[Start of section]

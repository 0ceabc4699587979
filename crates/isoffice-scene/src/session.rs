//! Caller-owned office session.
//!
//! Holds the configuration until a viewport is known, then owns the
//! [`OfficeScene`]. Work queued with [`OfficeSession::on_ready`] runs once the
//! scene exists; everything else forwards to the scene and is a no-op before.

use isoffice_engine::coords::Viewport;
use isoffice_engine::input::{InputFrame, InputState};

use crate::config::OfficeConfig;
use crate::office::{OfficeScene, SceneError, WorkerInfo};

pub type ReadyCallback = Box<dyn FnOnce(&mut OfficeScene)>;

pub struct OfficeSession {
    config: OfficeConfig,
    scene: Option<OfficeScene>,
    pending: Vec<ReadyCallback>,
}

impl OfficeSession {
    pub fn new(config: OfficeConfig) -> Self {
        Self { config, scene: None, pending: Vec::new() }
    }

    #[inline]
    pub fn config(&self) -> &OfficeConfig {
        &self.config
    }

    #[inline]
    pub fn is_ready(&self) -> bool {
        self.scene.is_some()
    }

    pub fn scene(&self) -> Option<&OfficeScene> {
        self.scene.as_ref()
    }

    pub fn scene_mut(&mut self) -> Option<&mut OfficeScene> {
        self.scene.as_mut()
    }

    /// Runs `f` once the scene is ready: immediately if it already is,
    /// otherwise right after [`attach`](Self::attach), in registration order.
    pub fn on_ready<F>(&mut self, f: F)
    where
        F: FnOnce(&mut OfficeScene) + 'static,
    {
        match self.scene.as_mut() {
            Some(scene) => f(scene),
            None => self.pending.push(Box::new(f)),
        }
    }

    /// Builds the scene for `viewport` and flushes ready callbacks.
    ///
    /// Returns `Ok(false)` without touching anything when already attached.
    pub fn attach(&mut self, viewport: Viewport) -> Result<bool, SceneError> {
        if self.scene.is_some() {
            log::warn!("office session already attached; ignoring");
            return Ok(false);
        }

        let scene = self.scene.insert(OfficeScene::create(self.config.clone(), viewport)?);
        for f in self.pending.drain(..) {
            f(scene);
        }
        Ok(true)
    }

    /// Drops the scene and any callbacks still waiting for it. The session
    /// can be attached again afterwards.
    pub fn destroy(&mut self) {
        if self.scene.take().is_some() {
            log::info!("office session destroyed");
        }
        self.pending.clear();
    }

    // ── forwarding ────────────────────────────────────────────────────────

    pub fn update(&mut self, dt: f32) {
        if let Some(scene) = self.scene.as_mut() {
            scene.update(dt);
        }
    }

    pub fn handle_input(&mut self, input: &InputState, frame: &InputFrame) -> bool {
        self.scene.as_mut().is_some_and(|s| s.handle_input(input, frame))
    }

    pub fn resize(&mut self, viewport: Viewport) {
        if let Some(scene) = self.scene.as_mut() {
            scene.resize(viewport);
        }
    }

    pub fn zoom_in(&mut self) -> bool {
        self.scene.as_mut().is_some_and(OfficeScene::zoom_in)
    }

    pub fn zoom_out(&mut self) -> bool {
        self.scene.as_mut().is_some_and(OfficeScene::zoom_out)
    }

    pub fn reset_view(&mut self) {
        if let Some(scene) = self.scene.as_mut() {
            scene.reset_view();
        }
    }

    pub fn add_worker(&mut self, worker: &WorkerInfo) {
        if let Some(scene) = self.scene.as_mut() {
            scene.add_worker(worker);
        }
    }

    pub fn remove_worker(&mut self, id: &str) {
        if let Some(scene) = self.scene.as_mut() {
            scene.remove_worker(id);
        }
    }

    pub fn update_worker(&mut self, worker: &WorkerInfo) {
        if let Some(scene) = self.scene.as_mut() {
            scene.update_worker(worker);
        }
    }

    pub fn sync_workers(&mut self, workers: &[WorkerInfo]) {
        if let Some(scene) = self.scene.as_mut() {
            scene.sync_workers(workers);
        }
    }
}

impl Default for OfficeSession {
    fn default() -> Self {
        Self::new(OfficeConfig::default())
    }
}

#[cfg(test)]
mod tests {
    use std::cell::RefCell;
    use std::rc::Rc;

    use super::*;

    fn viewport() -> Viewport {
        Viewport::new(800.0, 600.0)
    }

    #[test]
    fn callbacks_wait_for_attach_and_run_in_order() {
        let log = Rc::new(RefCell::new(Vec::new()));
        let mut session = OfficeSession::default();

        for i in 0..3 {
            let log = Rc::clone(&log);
            session.on_ready(move |_| log.borrow_mut().push(i));
        }
        assert!(log.borrow().is_empty());
        assert!(!session.is_ready());

        assert!(session.attach(viewport()).expect("attach"));
        assert_eq!(*log.borrow(), vec![0, 1, 2]);
    }

    #[test]
    fn callback_after_attach_runs_immediately() {
        let mut session = OfficeSession::default();
        session.attach(viewport()).expect("attach");

        let hit = Rc::new(RefCell::new(false));
        let flag = Rc::clone(&hit);
        session.on_ready(move |scene| {
            scene.zoom_in();
            *flag.borrow_mut() = true;
        });
        assert!(*hit.borrow());
        assert!(session.scene().is_some_and(|s| s.camera().zoom() > 1.2));
    }

    #[test]
    fn second_attach_is_ignored() {
        let mut session = OfficeSession::default();
        assert!(session.attach(viewport()).expect("attach"));
        session.zoom_in();
        assert!(!session.attach(Viewport::new(100.0, 100.0)).expect("attach"));
        // Still the first scene.
        assert_eq!(session.scene().map(|s| s.viewport()), Some(viewport()));
    }

    #[test]
    fn forwarding_is_a_no_op_before_attach() {
        let mut session = OfficeSession::default();
        assert!(!session.zoom_in());
        assert!(!session.zoom_out());
        session.reset_view();
        session.update(0.016);
        session.resize(viewport());
        assert!(session.scene_mut().is_none());
    }

    #[test]
    fn failed_attach_keeps_callbacks_queued() {
        let mut config = OfficeConfig::default();
        config.camera.min_zoom = 3.0;
        let mut session = OfficeSession::new(config);

        let ran = Rc::new(RefCell::new(0));
        let counter = Rc::clone(&ran);
        session.on_ready(move |_| *counter.borrow_mut() += 1);

        assert!(session.attach(viewport()).is_err());
        assert!(!session.is_ready());
        assert_eq!(*ran.borrow(), 0);
    }

    #[test]
    fn destroy_drops_scene_and_pending_work() {
        let ran = Rc::new(RefCell::new(false));
        let mut session = OfficeSession::default();
        let flag = Rc::clone(&ran);
        session.on_ready(move |_| *flag.borrow_mut() = true);

        session.destroy();
        session.attach(viewport()).expect("attach");
        assert!(!*ran.borrow());

        session.destroy();
        assert!(!session.is_ready());
    }
}
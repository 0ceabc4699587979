//! GPU rendering subsystem.
//!
//! The renderer consumes `scene` draw streams and issues GPU commands via wgpu.
//! It owns its GPU resources (pipeline, buffers).
//!
//! Convention:
//! - CPU geometry is in world pixels (top-left origin, +Y down).
//! - `View2D` maps world pixels to logical window pixels (pan + zoom).
//! - Vertex shader converts to NDC using a viewport uniform.

mod ctx;
mod mesh;
mod tessellate;
mod view;

pub use ctx::{RenderCtx, RenderTarget};
pub use mesh::MeshRenderer;
pub use tessellate::{tessellate, Mesh, MeshVertex};
pub use view::View2D;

[End of section]

▶ _Exercise prompt_
Where a line of the listing holds the string "flag", copy that line.

▶ _Result of the exercise_
        let flag = Rc::clone(&hit);
            *flag.borrow_mut() = true;
        let flag = Rc::clone(&ran);
        session.on_ready(move |_| *flag.borrow_mut() = true);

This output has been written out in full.